* _THE INPUT_:
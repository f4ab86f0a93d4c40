use std::sync::Arc;

use async_graphql::{Error, ErrorExtensions};
use thiserror::Error;

/// Shared GraphQL result type.
pub type ApiResult<T> = Result<T, ApiError>;

#[derive(Debug, Error, Clone)]
pub enum ApiError {
    #[error("{0}")]
    NotFound(String),
    #[error("{0}")]
    Validation(String),
    #[error("{0}")]
    Conflict(String),
    #[error("internal server error")]
    Internal(Arc<anyhow::Error>),
}

impl ApiError {
    pub fn code(&self) -> &'static str {
        match self {
            ApiError::NotFound(_) => "NOT_FOUND",
            ApiError::Validation(_) => "VALIDATION",
            ApiError::Conflict(_) => "CONFLICT",
            ApiError::Internal(_) => "INTERNAL",
        }
    }

    pub fn internal(err: anyhow::Error) -> Self {
        Self::Internal(Arc::new(err))
    }

    pub fn not_found(message: impl Into<String>) -> Self {
        Self::NotFound(message.into())
    }

    pub fn validation(message: impl Into<String>) -> Self {
        Self::Validation(message.into())
    }
}

impl From<anyhow::Error> for ApiError {
    fn from(value: anyhow::Error) -> Self {
        Self::internal(value)
    }
}

impl ErrorExtensions for ApiError {
    fn extend(&self) -> Error {
        if let ApiError::Internal(inner) = self {
            tracing::error!(error = %inner, "internal error in resolver");
        }
        Error::new(self.to_string()).extend_with(|_err, e| {
            e.set("code", self.code());
        })
    }
}

/// Build a GraphQL error carrying `extensions.code`.
pub fn error_with_code(code: &'static str, message: impl Into<String>) -> Error {
    Error::new(message).extend_with(|_, e| e.set("code", code))
}

/// Convert any error into a GraphQL error payload while hiding internals.
pub fn internal_error(err: impl Into<anyhow::Error>) -> Error {
    ApiError::internal(err.into()).extend()
}
/// Loads a snapshot into an empty store in one transaction, keeping ids.
///
/// Rows the store cannot hold are skipped and counted in
/// [`ImportSummary::skipped`].
pub async fn import_snapshot(
    db: &DatabaseConnection,
    mut snapshot: LegacySnapshot,
) -> HrResult<ImportSummary> {
    let txn = db.begin().await?;
    if !store_is_empty(&txn).await? {
        return Err(HrError::conflict("import requires an empty store"));
    }

    let skipped = prune_unstorable(&mut snapshot);
    if skipped > 0 {
        warn!(skipped, "legacy snapshot rows skipped on import");
    }

    let summary = ImportSummary {
        employees: snapshot.employees.len(),
        positions: snapshot.positions.len(),
        tasks: snapshot.tasks.len(),
        requests: snapshot.requests.len(),
        onboardings: snapshot.onboardings.len(),
        separations: snapshot.separations.len(),
        performance: snapshot.performance.len(),
        skipped,
    };

    let employees = snapshot
        .employees
        .into_iter()
        .map(|e| {
            Ok(employee::ActiveModel {
                id: Set(e.id),
                name: Set(e.name),
                operator: Set(e.operator),
                department: Set(e.department),
                position: Set(e.position),
                grade: Set(blank_to_none(e.grade)),
                date_joined: Set(parse_date("date_joined", e.date_joined)?),
                schema_version: Set(SCHEMA_VERSION),
            })
        })
        .collect::<HrResult<Vec<_>>>()?;
    insert_chunked(&txn, employees).await?;

    let positions = snapshot
        .positions
        .into_iter()
        .map(|p| {
            Ok(position::ActiveModel {
                id: Set(p.id),
                title: Set(p.title),
                operator: Set(p.operator),
                department: Set(p.department),
                grade: Set(blank_to_none(p.grade)),
                status: Set(p.status),
                description: Set(blank_to_none(p.description)),
                hiring_manager: Set(blank_to_none(p.hiring_manager)),
                target_hire_date: Set(parse_date("target_hire_date", p.target_hire_date)?),
                justification: Set(blank_to_none(p.justification)),
                request_date: Set(parse_date("request_date", p.request_date)?),
                filled_by: Set(blank_to_none(p.filled_by)),
                schema_version: Set(SCHEMA_VERSION),
            })
        })
        .collect::<HrResult<Vec<_>>>()?;
    insert_chunked(&txn, positions).await?;

    let tasks = snapshot
        .tasks
        .into_iter()
        .map(|t| {
            let category = t.category.unwrap_or_default();
            let (year, name) = match category {
                Category::Performance => split_performance_name(&t.name),
                Category::Onboarding | Category::Separation => (None, t.name),
            };
            Ok(task::ActiveModel {
                id: Set(t.id),
                employee_id: Set(t.employee_id),
                name: Set(name),
                owner: Set(t.owner),
                status: Set(t.status),
                due_date: Set(parse_date("due_date", t.due_date)?),
                comments: Set(blank_to_none(t.comments)),
                category: Set(category),
                year: Set(year),
                schema_version: Set(SCHEMA_VERSION),
            })
        })
        .collect::<HrResult<Vec<_>>>()?;
    insert_chunked(&txn, tasks).await?;

    let requests = snapshot
        .requests
        .into_iter()
        .map(|r| {
            Ok(hr_request::ActiveModel {
                id: Set(r.id),
                employee_id: Set(r.employee_id),
                request_type: Set(r.request_type),
                status: Set(r.status),
                description: Set(blank_to_none(r.description)),
                assigned_to: Set(blank_to_none(r.assigned_to)),
                created_at: Set(parse_timestamp("created_at", &r.created_at)?),
                updated_at: Set(parse_timestamp("updated_at", &r.updated_at)?),
                schema_version: Set(SCHEMA_VERSION),
            })
        })
        .collect::<HrResult<Vec<_>>>()?;
    insert_chunked(&txn, requests).await?;

    let onboardings = snapshot
        .onboardings
        .into_iter()
        .map(|r| {
            Ok(onboarding_record::ActiveModel {
                id: Set(r.id),
                employee_id: Set(r.employee_id),
                assigned_hr_name: Set(r.assigned_hr_name),
                comments: Set(r.comments),
                initiated_at: Set(parse_timestamp("initiated_at", &r.initiated_at)?),
                schema_version: Set(SCHEMA_VERSION),
            })
        })
        .collect::<HrResult<Vec<_>>>()?;
    insert_chunked(&txn, onboardings).await?;

    let separations = snapshot
        .separations
        .into_iter()
        .map(|r| {
            Ok(separation_record::ActiveModel {
                id: Set(r.id),
                employee_id: Set(r.employee_id),
                assigned_hr_name: Set(r.assigned_hr_name),
                final_settlement_received: Set(r.final_settlement_received),
                initiated_at: Set(parse_timestamp("initiated_at", &r.initiated_at)?),
                schema_version: Set(SCHEMA_VERSION),
            })
        })
        .collect::<HrResult<Vec<_>>>()?;
    insert_chunked(&txn, separations).await?;

    let performance = snapshot
        .performance
        .into_iter()
        .map(|r| {
            let year = r
                .year
                .trim()
                .parse::<i32>()
                .map_err(|_| HrError::Seed(format!("year: invalid value {:?}", r.year)))?;
            Ok(performance_record::ActiveModel {
                id: Set(r.id),
                employee_id: Set(r.employee_id),
                year: Set(year),
                assigned_reviewer: Set(r.assigned_reviewer),
                initiated_at: Set(parse_timestamp("initiated_at", &r.initiated_at)?),
                comments: Set(blank_to_none(r.comments)),
                schema_version: Set(SCHEMA_VERSION),
            })
        })
        .collect::<HrResult<Vec<_>>>()?;
    insert_chunked(&txn, performance).await?;

    resync_sequences(&txn).await?;
    txn.commit().await?;
    info!(
        employees = summary.employees,
        tasks = summary.tasks,
        requests = summary.requests,
        skipped = summary.skipped,
        "legacy snapshot imported"
    );
    Ok(summary)
}

/// Reads the whole store back into the snapshot layout.
pub async fn export_snapshot(db: &DatabaseConnection) -> HrResult<LegacySnapshot> {
    Ok(to_legacy(Snapshot::load(db).await?))
}

pub fn to_legacy(snapshot: Snapshot) -> LegacySnapshot {
    LegacySnapshot {
        positions: snapshot
            .positions
            .into_iter()
            .map(|p| LegacyPosition {
                id: p.id,
                title: p.title,
                operator: p.operator,
                department: p.department,
                grade: p.grade,
                status: p.status,
                description: p.description,
                hiring_manager: p.hiring_manager,
                target_hire_date: format_date(p.target_hire_date),
                justification: p.justification,
                request_date: format_date(p.request_date),
                filled_by: p.filled_by,
            })
            .collect(),
        employees: snapshot
            .employees
            .into_iter()
            .map(|e| LegacyEmployee {
                id: e.id,
                name: e.name,
                operator: e.operator,
                department: e.department,
                position: e.position,
                grade: e.grade,
                date_joined: format_date(e.date_joined),
            })
            .collect(),
        tasks: snapshot
            .tasks
            .into_iter()
            .map(|t| LegacyTask {
                id: t.id,
                employee_id: t.employee_id,
                name: match t.category {
                    Category::Performance => join_performance_name(t.year, &t.name),
                    Category::Onboarding | Category::Separation => t.name,
                },
                owner: t.owner,
                status: t.status,
                due_date: format_date(t.due_date),
                comments: t.comments,
                category: Some(t.category),
            })
            .collect(),
        requests: snapshot
            .requests
            .into_iter()
            .map(|r| LegacyRequest {
                id: r.id,
                employee_id: r.employee_id,
                request_type: r.request_type,
                status: r.status,
                description: r.description,
                assigned_to: r.assigned_to,
                created_at: format_timestamp(r.created_at),
                updated_at: format_timestamp(r.updated_at),
            })
            .collect(),
        separations: snapshot
            .separations
            .into_iter()
            .map(|r| LegacySeparation {
                id: r.id,
                employee_id: r.employee_id,
                assigned_hr_name: r.assigned_hr_name,
                final_settlement_received: r.final_settlement_received,
                initiated_at: format_timestamp(r.initiated_at),
            })
            .collect(),
        onboardings: snapshot
            .onboardings
            .into_iter()
            .map(|r| LegacyOnboarding {
                id: r.id,
                employee_id: r.employee_id,
                assigned_hr_name: r.assigned_hr_name,
                comments: r.comments,
                initiated_at: format_timestamp(r.initiated_at),
            })
            .collect(),
        performance: snapshot
            .performance
            .into_iter()
            .map(|r| LegacyPerformance {
                id: r.id,
                employee_id: r.employee_id,
                year: r.year.to_string(),
                assigned_reviewer: r.assigned_reviewer,
                initiated_at: format_timestamp(r.initiated_at),
                comments: r.comments,
            })
            .collect(),
    }
}

#[cfg(test)]
mod tests {
    use super::*;
    use serde_json::json;

    #[test]
    fn performance_names_split_on_leading_year() {
        assert_eq!(
            split_performance_name("2025 - Mid Review"),
            (Some(2025), "Mid Review".to_string())
        );
        assert_eq!(
            split_performance_name("Objective Setting"),
            (None, "Objective Setting".to_string())
        );
        assert_eq!(
            split_performance_name("Q3 - Final Review"),
            (None, "Q3 - Final Review".to_string())
        );
        assert_eq!(join_performance_name(Some(2024), "Final Review"), "2024 - Final Review");
    }

    #[test]
    fn snapshot_reads_storage_keys_and_optional_fields() {
        let raw = json!({
            "do_employees_v5": [
                {"id": 1, "name": "Amal", "operator": "Doha Oasis", "department": "Kitchen",
                 "position": "Chef", "grade": "", "date_joined": "2023-01-01"}
            ],
            "do_tasks_v3": [
                {"id": 4, "employee_id": 1, "name": "Laundry", "owner": "HR",
                 "status": "In Progress"}
            ],
            "do_performance": [
                {"id": 2, "employee_id": 1, "year": "2025", "assigned_reviewer": "Sarab",
                 "initiated_at": "2025-02-01T09:30:00.000Z"}
            ]
        });
        let snapshot: LegacySnapshot = serde_json::from_value(raw).unwrap();
        assert_eq!(snapshot.employees[0].operator, Operator::DohaOasis);
        assert_eq!(snapshot.tasks[0].category, None);
        assert_eq!(snapshot.tasks[0].status, task::Status::InProgress);
        assert!(snapshot.positions.is_empty());
        assert_eq!(blank_to_none(snapshot.employees[0].grade.clone()), None);
    }

    #[test]
    fn dates_accept_plain_days_and_iso_timestamps() {
        assert_eq!(
            parse_date("d", Some("2024-05-06".into())).unwrap(),
            NaiveDate::from_ymd_opt(2024, 5, 6)
        );
        assert_eq!(
            parse_date("d", Some("2024-05-06T10:00:00.000Z".into())).unwrap(),
            NaiveDate::from_ymd_opt(2024, 5, 6)
        );
        assert_eq!(parse_date("d", Some(" ".into())).unwrap(), None);
        assert!(matches!(
            parse_date("d", Some("06/05/2024".into())),
            Err(HrError::Seed(_))
        ));
        let at = parse_timestamp("t", "2025-02-01T09:30:00.000Z").unwrap();
        assert_eq!(format_timestamp(at), "2025-02-01T09:30:00Z");
    }
}
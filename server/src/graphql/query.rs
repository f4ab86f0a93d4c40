use async_graphql::{Context, Object};
use products_hr::{
    process::{ONBOARDING_CHECKLIST, PERFORMANCE_STAGES, SEPARATION_CHECKLIST},
    repo,
    views::{self, EmployeeFilter, PositionFilter, RequestFilter, Snapshot},
};
use tracing::instrument;

use super::{api, database, nodes::*};

pub struct HrQuery;

#[Object]
impl HrQuery {
    /// Headline counters for the dashboard.
    #[instrument(name = "graphql.hr.stats", skip_all)]
    async fn stats(&self, ctx: &Context<'_>) -> async_graphql::Result<StatsNode> {
        let db = database(ctx)?;
        let snapshot = Snapshot::load(&db).await.map_err(api)?;
        Ok(views::stats(&snapshot).into())
    }

    #[instrument(name = "graphql.hr.dashboard", skip_all)]
    async fn dashboard(&self, ctx: &Context<'_>) -> async_graphql::Result<DashboardNode> {
        let db = database(ctx)?;
        let snapshot = Snapshot::load(&db).await.map_err(api)?;
        Ok(views::dashboard(&snapshot).into())
    }

    #[instrument(name = "graphql.hr.employees", skip_all)]
    async fn employees(
        &self,
        ctx: &Context<'_>,
        #[graphql(default)] filter: EmployeeFilterInput,
    ) -> async_graphql::Result<Vec<EmployeeNode>> {
        let db = database(ctx)?;
        let employees = repo::employees::all(&db).await.map_err(api)?;
        let filter = EmployeeFilter {
            search: filter.search,
            operator: filter.operator.map(Into::into),
        };
        Ok(filter
            .apply(employees)
            .into_iter()
            .map(EmployeeNode::from)
            .collect())
    }

    async fn employee(
        &self,
        ctx: &Context<'_>,
        id: i32,
    ) -> async_graphql::Result<Option<EmployeeNode>> {
        let db = database(ctx)?;
        let employee = repo::employees::by_id(&db, id).await.map_err(api)?;
        Ok(employee.map(Into::into))
    }

    /// People who can lead onboarding or separation.
    async fn hr_team(&self, ctx: &Context<'_>) -> async_graphql::Result<Vec<EmployeeNode>> {
        let db = database(ctx)?;
        let team = repo::employees::hr_team(&db).await.map_err(api)?;
        Ok(team.into_iter().map(Into::into).collect())
    }

    #[instrument(name = "graphql.hr.positions", skip_all)]
    async fn positions(
        &self,
        ctx: &Context<'_>,
        #[graphql(default)] filter: PositionFilterInput,
    ) -> async_graphql::Result<Vec<PositionNode>> {
        let db = database(ctx)?;
        let positions = repo::positions::all(&db).await.map_err(api)?;
        let filter = match (filter.pending_only, filter.status) {
            (true, _) => PositionFilter::Pending,
            (false, Some(status)) => PositionFilter::Status(status.into()),
            (false, None) => PositionFilter::All,
        };
        Ok(filter
            .apply(positions)
            .into_iter()
            .map(Into::into)
            .collect())
    }

    async fn position(
        &self,
        ctx: &Context<'_>,
        id: i32,
    ) -> async_graphql::Result<Option<PositionNode>> {
        let db = database(ctx)?;
        let position = repo::positions::by_id(&db, id).await.map_err(api)?;
        Ok(position.map(Into::into))
    }

    /// Tasks of one employee in one category, or of every employee when
    /// `employeeId` is omitted.
    async fn tasks(
        &self,
        ctx: &Context<'_>,
        employee_id: Option<i32>,
        #[graphql(default)] category: TaskCategory,
    ) -> async_graphql::Result<Vec<TaskNode>> {
        let db = database(ctx)?;
        let tasks = match employee_id {
            Some(employee_id) => repo::tasks::by_employee(&db, employee_id, category.into()).await,
            None => repo::tasks::by_category(&db, category.into()).await,
        }
        .map_err(api)?;
        Ok(tasks.into_iter().map(Into::into).collect())
    }

    async fn performance_tasks(
        &self,
        ctx: &Context<'_>,
        employee_id: i32,
        year: i32,
    ) -> async_graphql::Result<Vec<TaskNode>> {
        let db = database(ctx)?;
        let tasks = repo::tasks::by_employee_and_year(&db, employee_id, year)
            .await
            .map_err(api)?;
        Ok(tasks.into_iter().map(Into::into).collect())
    }

    #[instrument(name = "graphql.hr.requests", skip_all)]
    async fn requests(
        &self,
        ctx: &Context<'_>,
        #[graphql(default)] filter: RequestFilterInput,
    ) -> async_graphql::Result<Vec<RequestNode>> {
        let db = database(ctx)?;
        let requests = repo::requests::all(&db).await.map_err(api)?;
        let employees = repo::employees::all(&db).await.map_err(api)?;
        let filter = RequestFilter {
            search: filter.search,
            assignee: filter.assignee,
            status: filter.view.into(),
        };
        Ok(filter
            .apply(requests, &employees)
            .into_iter()
            .map(Into::into)
            .collect())
    }

    async fn request(
        &self,
        ctx: &Context<'_>,
        id: i32,
    ) -> async_graphql::Result<Option<RequestNode>> {
        let db = database(ctx)?;
        let request = repo::requests::by_id(&db, id).await.map_err(api)?;
        Ok(request.map(Into::into))
    }

    /// Selectable request types, `Other` last.
    async fn request_types(&self) -> Vec<String> {
        repo::requests::REQUEST_TYPES.map(String::from).to_vec()
    }

    /// Standard checklist names for a process category.
    async fn checklist(&self, category: TaskCategory) -> Vec<String> {
        let names: &[&str] = match category {
            TaskCategory::Onboarding => &ONBOARDING_CHECKLIST,
            TaskCategory::Separation => &SEPARATION_CHECKLIST,
            TaskCategory::Performance => &PERFORMANCE_STAGES,
        };
        names.iter().map(|name| name.to_string()).collect()
    }

    async fn onboarding_record(
        &self,
        ctx: &Context<'_>,
        employee_id: i32,
    ) -> async_graphql::Result<Option<OnboardingRecordNode>> {
        let db = database(ctx)?;
        let record = repo::onboardings::by_employee(&db, employee_id)
            .await
            .map_err(api)?;
        Ok(record.map(Into::into))
    }

    async fn separation_record(
        &self,
        ctx: &Context<'_>,
        employee_id: i32,
    ) -> async_graphql::Result<Option<SeparationRecordNode>> {
        let db = database(ctx)?;
        let record = repo::separations::by_employee(&db, employee_id)
            .await
            .map_err(api)?;
        Ok(record.map(Into::into))
    }

    async fn performance_records(
        &self,
        ctx: &Context<'_>,
        employee_id: Option<i32>,
    ) -> async_graphql::Result<Vec<PerformanceRecordNode>> {
        let db = database(ctx)?;
        let records = match employee_id {
            Some(employee_id) => repo::performance::by_employee(&db, employee_id).await,
            None => repo::performance::all(&db).await,
        }
        .map_err(api)?;
        Ok(records.into_iter().map(Into::into).collect())
    }

    /// Unfinished processes of a category with their lead and progress.
    #[instrument(name = "graphql.hr.process_summaries", skip_all)]
    async fn process_summaries(
        &self,
        ctx: &Context<'_>,
        category: TaskCategory,
    ) -> async_graphql::Result<Vec<ProcessSummaryNode>> {
        let db = database(ctx)?;
        let snapshot = Snapshot::load(&db).await.map_err(api)?;
        Ok(views::process_summaries(&snapshot, category.into())
            .into_iter()
            .map(Into::into)
            .collect())
    }

    /// Employees shown on a process page.
    async fn process_employees(
        &self,
        ctx: &Context<'_>,
        category: TaskCategory,
    ) -> async_graphql::Result<Vec<EmployeeNode>> {
        let db = database(ctx)?;
        let snapshot = Snapshot::load(&db).await.map_err(api)?;
        Ok(views::active_process_employees(&snapshot, category.into())
            .into_iter()
            .map(Into::into)
            .collect())
    }

    async fn performance_progress(
        &self,
        ctx: &Context<'_>,
        employee_id: i32,
        year: i32,
    ) -> async_graphql::Result<ProgressNode> {
        let db = database(ctx)?;
        let tasks = repo::tasks::by_employee_and_year(&db, employee_id, year)
            .await
            .map_err(api)?;
        Ok(views::performance_progress(&tasks, employee_id, year).into())
    }
}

* _EXERCISE OBJECTIVE_: Quote exactly the opening line of the material above and every line after it, up to and including the line that contains "pub fn internal_error(err: impl".

* _TASK RESULT_:
repository f4ab86f0a93d4c40
use std::sync::Arc;

use async_graphql::{Error, ErrorExtensions};
use thiserror::Error;

/// Shared GraphQL result type.
pub type ApiResult<T> = Result<T, ApiError>;

#[derive(Debug, Error, Clone)]
pub enum ApiError {
    #[error("{0}")]
    NotFound(String),
    #[error("{0}")]
    Validation(String),
    #[error("{0}")]
    Conflict(String),
    #[error("internal server error")]
    Internal(Arc<anyhow::Error>),
}

impl ApiError {
    pub fn code(&self) -> &'static str {
        match self {
            ApiError::NotFound(_) => "NOT_FOUND",
            ApiError::Validation(_) => "VALIDATION",
            ApiError::Conflict(_) => "CONFLICT",
            ApiError::Internal(_) => "INTERNAL",
        }
    }

    pub fn internal(err: anyhow::Error) -> Self {
        Self::Internal(Arc::new(err))
    }

    pub fn not_found(message: impl Into<String>) -> Self {
        Self::NotFound(message.into())
    }

    pub fn validation(message: impl Into<String>) -> Self {
        Self::Validation(message.into())
    }
}

impl From<anyhow::Error> for ApiError {
    fn from(value: anyhow::Error) -> Self {
        Self::internal(value)
    }
}

impl ErrorExtensions for ApiError {
    fn extend(&self) -> Error {
        if let ApiError::Internal(inner) = self {
            tracing::error!(error = %inner, "internal error in resolver");
        }
        Error::new(self.to_string()).extend_with(|_err, e| {
            e.set("code", self.code());
        })
    }
}

/// Build a GraphQL error carrying `extensions.code`.
pub fn error_with_code(code: &'static str, message: impl Into<String>) -> Error {
    Error::new(message).extend_with(|_, e| e.set("code", code))
}

/// Convert any error into a GraphQL error payload while hiding internals.
pub fn internal_error(err: impl Into<anyhow::Error>) -> Error {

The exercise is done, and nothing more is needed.